TASK INPUTS:
*** Begin section ***
//! Decoded volume and its scan index

mod grid;
mod query;

pub use grid::GateGrid;
pub use query::{Location, MomentData, ScanInfo};

use std::collections::BTreeMap;
use std::path::Path;

use bytes::Bytes;
use chrono::{DateTime, Utc};
use tracing::{debug, info, warn};

use crate::archive::{Archive, Compression, VolumeHeader};
use crate::config::DecodeOptions;
use crate::message::{frame_records, Radial, Record, VolumeCoveragePattern};
use crate::{DecodeError, Result};

/// Fewest radials an elevation needs to count as a scan
const MIN_SCAN_RADIALS: usize = 2;

/// Encoding of the radials a volume was built from
#[derive(Debug, Clone, Copy, PartialEq, Eq)]
pub enum RadialFormat {
    /// Message 31 generic digital radar data
    Digital,
    /// Message 1 legacy digital radar data
    Legacy,
}

/// Radials sharing one elevation number
#[derive(Debug, Clone, PartialEq, Eq)]
pub struct Scan {
    /// Elevation number reported by the radials
    pub elevation_number: u16,
    /// Indices into the volume's radial list, in acquisition order
    pub radials: Vec<usize>,
}

/// A fully decoded Archive II volume
#[derive(Debug, Clone)]
pub struct Volume {
    header: VolumeHeader,
    compression: Compression,
    records: Vec<Record>,
    radials: Vec<usize>,
    format: RadialFormat,
    scans: Vec<Scan>,
    vcp: Option<usize>,
    options: DecodeOptions,
}

impl Volume {
    /// Decode a volume file with default options
    ///
    /// # Errors
    ///
    /// Returns error if the file cannot be read or is not a usable volume
    pub fn open(path: impl AsRef<Path>) -> Result<Self> {
        Self::open_with(path, &DecodeOptions::default())
    }

    /// Decode a volume file
    ///
    /// # Errors
    ///
    /// Returns error if the file cannot be read or is not a usable volume
    pub fn open_with(path: impl AsRef<Path>, options: &DecodeOptions) -> Result<Self> {
        Self::from_archive(Archive::open(path.as_ref())?, options)
    }

    /// Decode an in-memory volume with default options
    ///
    /// # Errors
    ///
    /// Returns error if the bytes are not a usable volume
    pub fn from_bytes(bytes: impl Into<Bytes>) -> Result<Self> {
        Self::from_bytes_with(bytes, &DecodeOptions::default())
    }

    /// Decode an in-memory volume
    ///
    /// # Errors
    ///
    /// Returns error if the bytes are not a usable volume
    pub fn from_bytes_with(bytes: impl Into<Bytes>, options: &DecodeOptions) -> Result<Self> {
        Self::from_archive(Archive::from_bytes(bytes)?, options)
    }

    /// Frame and index an unpacked archive
    ///
    /// # Errors
    ///
    /// Returns [`DecodeError::MissingData`] if the volume holds no radials, or
    /// holds no coverage pattern while `require_vcp` is set
    pub fn from_archive(archive: Archive, options: &DecodeOptions) -> Result<Self> {
        options.validate()?;

        let records = frame_records(&archive.payload)?;
        let (format, radials) = select_radials(&records)?;

        let vcp = records.iter().position(|r| r.coverage_pattern().is_some());
        if vcp.is_none() {
            if options.require_vcp {
                return Err(DecodeError::MissingData(
                    "No message 5 (volume coverage pattern) record found".to_string(),
                ));
            }
            warn!(
                "Volume {} has no coverage pattern; target angles are unavailable",
                archive.header.icao
            );
        }

        let scans = group_scans(&records, &radials);

        info!(
            "Decoded volume {} ({:?}): {} records, {} radials, {} scans",
            archive.header.icao,
            format,
            records.len(),
            radials.len(),
            scans.len()
        );

        Ok(Self {
            header: archive.header,
            compression: archive.compression,
            records,
            radials,
            format,
            scans,
            vcp,
            options: options.clone(),
        })
    }

    /// Volume header
    #[must_use]
    pub fn header(&self) -> &VolumeHeader {
        &self.header
    }

    /// Radar station identifier
    #[must_use]
    pub fn icao(&self) -> &str {
        &self.header.icao
    }

    /// Volume creation time
    #[must_use]
    pub fn timestamp(&self) -> Option<DateTime<Utc>> {
        self.header.timestamp()
    }

    /// Record compression found in the file
    #[must_use]
    pub fn compression(&self) -> Compression {
        self.compression
    }

    /// Options the volume was decoded with
    #[must_use]
    pub fn options(&self) -> &DecodeOptions {
        &self.options
    }

    /// Every framed record, including skipped message types
    #[must_use]
    pub fn records(&self) -> &[Record] {
        &self.records
    }

    /// Number of records per message type
    #[must_use]
    pub fn message_counts(&self) -> BTreeMap<u8, usize> {
        let mut counts = BTreeMap::new();
        for record in &self.records {
            *counts.entry(record.header.msg_type).or_insert(0) += 1;
        }
        counts
    }

    /// Encoding of the radials used for queries
    #[must_use]
    pub fn radial_format(&self) -> RadialFormat {
        self.format
    }

    /// Volume coverage pattern, if the volume carried one
    #[must_use]
    pub fn vcp(&self) -> Option<&VolumeCoveragePattern> {
        self.vcp.and_then(|i| self.records[i].coverage_pattern())
    }

    /// Number of radials used for queries
    #[must_use]
    pub fn nradials(&self) -> usize {
        self.radials.len()
    }

    /// Radial by index into the volume's radial list
    #[must_use]
    pub fn radial(&self, index: usize) -> Option<&Radial> {
        self.radials
            .get(index)
            .and_then(|&record| self.records[record].radial())
    }

    /// Number of retained scans
    #[must_use]
    pub fn nscans(&self) -> usize {
        self.scans.len()
    }

    /// Retained scans in elevation order
    #[must_use]
    pub fn scans(&self) -> &[Scan] {
        &self.scans
    }
}

/// Pick the radial records to index, preferring message 31
fn select_radials(records: &[Record]) -> Result<(RadialFormat, Vec<usize>)> {
    let of_kind = |digital: bool| -> Vec<usize> {
        records
            .iter()
            .enumerate()
            .filter(|(_, r)| match r.radial() {
                Some(Radial::Digital(_)) => digital,
                Some(Radial::Legacy(_)) => !digital,
                None => false,
            })
            .map(|(i, _)| i)
            .collect()
    };

    let digital = of_kind(true);
    if !digital.is_empty() {
        return Ok((RadialFormat::Digital, digital));
    }

    let legacy = of_kind(false);
    if !legacy.is_empty() {
        return Ok((RadialFormat::Legacy, legacy));
    }

    Err(DecodeError::MissingData(
        "No message 31 or message 1 radial records found".to_string(),
    ))
}

/// Group radials by elevation number, dropping sparse elevations
fn group_scans(records: &[Record], radials: &[usize]) -> Vec<Scan> {
    let mut by_elevation: BTreeMap<u16, Vec<usize>> = BTreeMap::new();
    for (index, &record) in radials.iter().enumerate() {
        if let Some(radial) = records[record].radial() {
            by_elevation
                .entry(radial.elevation_number())
                .or_default()
                .push(index);
        }
    }

    by_elevation
        .into_iter()
        .filter_map(|(elevation_number, radials)| {
            if radials.len() < MIN_SCAN_RADIALS {
                debug!(
                    "Dropping elevation {} with {} radial(s)",
                    elevation_number,
                    radials.len()
                );
                return None;
            }
            Some(Scan {
                elevation_number,
                radials,
            })
        })
        .collect()
}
*** End section ***
PROBLEM DETAILS:
Only the lines from the one containing "dropping sparse elevations" through the last line of the material belong in your answer; output them exactly.

ANSWER SECTION:
/// Group radials by elevation number, dropping sparse elevations
fn group_scans(records: &[Record], radials: &[usize]) -> Vec<Scan> {
    let mut by_elevation: BTreeMap<u16, Vec<usize>> = BTreeMap::new();
    for (index, &record) in radials.iter().enumerate() {
        if let Some(radial) = records[record].radial() {
            by_elevation
                .entry(radial.elevation_number())
                .or_default()
                .push(index);
        }
    }

    by_elevation
        .into_iter()
        .filter_map(|(elevation_number, radials)| {
            if radials.len() < MIN_SCAN_RADIALS {
                debug!(
                    "Dropping elevation {} with {} radial(s)",
                    elevation_number,
                    radials.len()
                );
                return None;
            }
            Some(Scan {
                elevation_number,
                radials,
            })
        })
        .collect()
}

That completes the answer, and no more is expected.